In mathematics, the notion of cancellativity (or cancellability) is a generalization of the notion of invertibility.
An element a in a magma (M, ∗) has the left cancellation property (or is left-cancellative) if for all b and c in M, a ∗ b = a ∗ c always implies that b = c.
An element a in a magma (M, ∗) has the right cancellation property (or is right-cancellative) if for all b and c in M, b ∗ a = c ∗ a always implies that b = c.
An element a in a magma (M, ∗) has the two-sided cancellation property (or is cancellative) if it is both left- and right-cancellative.
A magma (M, ∗) has the left cancellation property (or is left-cancellative) if all a in the magma are left cancellative, and similar definitions apply for the right cancellative or two-sided cancellative properties.
In a semigroup, a left-invertible element is left-cancellative, and analogously for right and two-sided.

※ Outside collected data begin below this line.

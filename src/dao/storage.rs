use std::error::Error;
use thiserror::Error;

/// Result alias for storage operations.
pub type StorageResult<T> = Result<T, StorageError>;

/// Error raised by storage backends regardless of the underlying database.
#[derive(Debug, Error)]
pub enum StorageError {
    #[error("storage unavailable: {message}")]
    Unavailable {
        message: String,
        #[source]
        source: Box<dyn Error + Send + Sync>,
    },
    /// A stored row could not be mapped back into an entity.
    #[error("corrupted {entity} row: {detail}")]
    Corrupted { entity: &'static str, detail: String },
}

impl StorageError {
    /// Construct an unavailable error from any backend failure.
    pub fn unavailable(message: String, source: impl Error + Send + Sync + 'static) -> Self {
        StorageError::Unavailable {
            message,
            source: Box::new(source),
        }
    }

    /// Construct a corruption error for a row that failed to decode.
    pub fn corrupted(entity: &'static str, detail: impl Into<String>) -> Self {
        StorageError::Corrupted {
            entity,
            detail: detail.into(),
        }
    }
}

If a⁻¹ is the left inverse of a, then a ∗ b = a ∗ c implies a⁻¹ ∗ (a ∗ b) = a⁻¹ ∗ (a ∗ c) which implies b = c by associativity.
For example, every quasigroup, and thus every group, is cancellative.

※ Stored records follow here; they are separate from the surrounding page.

//! Periodic cleanup of in-memory state: idle visitor contexts and unwatched live hubs.

use std::time::Duration;

use tokio::{task::JoinHandle, time};
use tracing::debug;

use crate::state::SharedState;

const MIN_SWEEP_INTERVAL: Duration = Duration::from_millis(10);
const MAX_SWEEP_INTERVAL: Duration = Duration::from_secs(60);

/// What one sweep removed.
#[derive(Debug, Clone, Copy, Default, PartialEq, Eq)]
pub struct SweepReport {
    pub visitors: usize,
    pub hubs: usize,
}

/// Evict idle visitors and drop live hubs nobody subscribes to.
pub fn sweep(state: &SharedState) -> SweepReport {
    SweepReport {
        visitors: state.evict_idle_visitors(),
        hubs: state.live().prune(),
    }
}

/// Run [`sweep`] in the background, twice per idle timeout and at least once a minute.
pub fn spawn_housekeeping(state: SharedState) -> JoinHandle<()> {
    let period = (state.config().visitor_idle_timeout() / 2)
        .clamp(MIN_SWEEP_INTERVAL, MAX_SWEEP_INTERVAL);

    tokio::spawn(async move {
        let mut ticker = time::interval(period);
        ticker.set_missed_tick_behavior(time::MissedTickBehavior::Delay);
        loop {
            ticker.tick().await;
            let report = sweep(&state);
            if report != SweepReport::default() {
                debug!(
                    visitors = report.visitors,
                    hubs = report.hubs,
                    "evicted idle in-memory state"
                );
            }
        }
    })
}

#[cfg(all(test, feature = "sqlite-store"))]
mod tests {
    use super::*;
    use crate::{
        config::AppConfig,
        services::{flow_service, test_support::test_state_with},
    };

    #[tokio::test]
    async fn background_sweep_forgets_idle_visitors() {
        let state = test_state_with(
            AppConfig::default().with_visitor_idle_timeout(Duration::from_millis(40)),
        );
        let visits = 100;
        let mut ids = Vec::with_capacity(visits);
        for _ in 0..visits {
            ids.push(flow_service::open_visit(&state, None).await.unwrap().visitor_id);
        }

        let handle = spawn_housekeeping(state.clone());
        time::sleep(Duration::from_millis(300)).await;
        handle.abort();

        assert!(ids.iter().all(|id| !state.has_visitor(*id)));
    }

    #[tokio::test]
    async fn sweep_keeps_fresh_visitors_and_drops_unwatched_hubs() {
        let state = test_state_with(AppConfig::default());
        let id = flow_service::open_visit(&state, None)
            .await
            .unwrap()
            .visitor_id;
        drop(state.live().subscribe(uuid::Uuid::new_v4()));

        let report = sweep(&state);
        assert_eq!(report, SweepReport { visitors: 0, hubs: 1 });
        assert!(state.has_visitor(id));
    }
}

To say that an element a in a magma (M, ∗) is left-cancellative, is to say that the function g : x ↦ a ∗ x is injective.[1] That the function g is injective implies that given some equality of the form a ∗ x = b, where the only unknown is x, there is only one possible value of x satisfying the equality. More precisely, we are able to define some function f, the inverse of g, such that for all x f(g(x)) = f(a ∗ x) = x. Put another way, for all x and y in M, if a * x = a * y, then x = y.[2]
Similarly, to say that the element a is right-cancellative, is to say that the function h : x ↦ x ∗ a is injective and that for all x and y in M, if x * a = y * a, then x = y.

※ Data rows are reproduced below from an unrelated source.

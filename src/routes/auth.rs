use axum::{
    Extension, Json, Router,
    extract::State,
    middleware,
    routing::post,
};
use axum_valid::Valid;

use crate::{
    dto::visit::{ChangePasswordRequest, LoginRequest, VisitResponse},
    error::AppError,
    routes::visit::require_visitor,
    services::flow_service,
    state::{SharedState, visit::VisitorId},
};

/// Moderator sign-in and credential management.
pub fn router(state: SharedState) -> Router<SharedState> {
    Router::new()
        .route("/auth/login", post(login))
        .route("/auth/logout", post(logout))
        .route("/auth/password/toggle", post(toggle_change_password))
        .route("/auth/password", post(change_password))
        .route_layer(middleware::from_fn_with_state(state, require_visitor))
}

/// Sign the visitor in as moderator.
#[utoipa::path(
    post,
    path = "/auth/login",
    tag = "auth",
    params(("X-Visitor-Id" = String, Header, description = "Visitor id returned by POST /visits")),
    request_body = LoginRequest,
    responses(
        (status = 200, description = "Signed in", body = VisitResponse),
        (status = 401, description = "Incorrect password")
    )
)]
pub async fn login(
    State(state): State<SharedState>,
    Extension(VisitorId(id)): Extension<VisitorId>,
    Valid(Json(payload)): Valid<Json<LoginRequest>>,
) -> Result<Json<VisitResponse>, AppError> {
    Ok(Json(
        flow_service::login(&state, id, &payload.password).await?,
    ))
}

/// Drop moderator rights and the held session.
#[utoipa::path(
    post,
    path = "/auth/logout",
    tag = "auth",
    params(("X-Visitor-Id" = String, Header, description = "Visitor id returned by POST /visits")),
    responses((status = 200, description = "Signed out", body = VisitResponse))
)]
pub async fn logout(
    State(state): State<SharedState>,
    Extension(VisitorId(id)): Extension<VisitorId>,
) -> Result<Json<VisitResponse>, AppError> {
    Ok(Json(flow_service::logout(&state, id).await?))
}

/// Show or hide the change-password form.
#[utoipa::path(
    post,
    path = "/auth/password/toggle",
    tag = "auth",
    params(("X-Visitor-Id" = String, Header, description = "Visitor id returned by POST /visits")),
    responses((status = 200, description = "Form toggled", body = VisitResponse))
)]
pub async fn toggle_change_password(
    State(state): State<SharedState>,
    Extension(VisitorId(id)): Extension<VisitorId>,
) -> Result<Json<VisitResponse>, AppError> {
    Ok(Json(flow_service::toggle_change_password(&state, id).await?))
}

/// Replace the moderator password.
#[utoipa::path(
    post,
    path = "/auth/password",
    tag = "auth",
    params(("X-Visitor-Id" = String, Header, description = "Visitor id returned by POST /visits")),
    request_body = ChangePasswordRequest,
    responses(
        (status = 200, description = "Password changed", body = VisitResponse),
        (status = 400, description = "Mismatch or too short"),
        (status = 401, description = "Current password incorrect or not signed in")
    )
)]
pub async fn change_password(
    State(state): State<SharedState>,
    Extension(VisitorId(id)): Extension<VisitorId>,
    Valid(Json(payload)): Valid<Json<ChangePasswordRequest>>,
) -> Result<Json<VisitResponse>, AppError> {
    Ok(Json(
        flow_service::change_password(
            &state,
            id,
            &payload.current,
            &payload.new,
            &payload.confirm,
        )
        .await?,
    ))
}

The positive (equally non-negative) integers form a cancellative semigroup under addition. The non-negative integers form a cancellative monoid under addition. Each of these is an example of a cancellative magma that is not a quasigroup.
In fact, any free semigroup or monoid obeys the cancellative law, and in general, any semigroup or monoid embedding into a group (as the above examples clearly do) will obey the cancellative law.
In a different vein, (a subsemigroup of) the multiplicative semigroup of elements of a ring that are not zero divisors (which is just the set of all nonzero elements if the ring in question is a domain, like the integers) has the cancellation property. Note that this remains valid even if the ring in question is noncommutative and/or nonunital.
Although the cancellation law holds for addition, subtraction, multiplication and division of real and complex numbers (with the single exception of multiplication by zero and division of zero by another number), there are a number of algebraic structures where the cancellation law is not valid.
The cross product of two vectors does not obey the cancellation law. If a × b = a × c, then it does not follow that b = c even if a ≠ 0 (take c = b + a for example)
Matrix multiplication also does not necessarily obey the cancellation law. If AB = AC and A ≠ 0, then one must show that matrix A is invertible (i.e. has det(A) ≠ 0) before one can conclude that B = C. If det(A) = 0, then B might not equal C, because the matrix equation AX = B will not have a unique solution for a non-invertible matrix A.
Also note that if AB = CA and A ≠ 0 and the matrix A is invertible (i.e. has det(A) ≠ 0), it is not necessarily true that B = C. Cancellation works only for AB = AC and BA = CA (provided that matrix A is invertible) and not for AB = CA and BA = AC.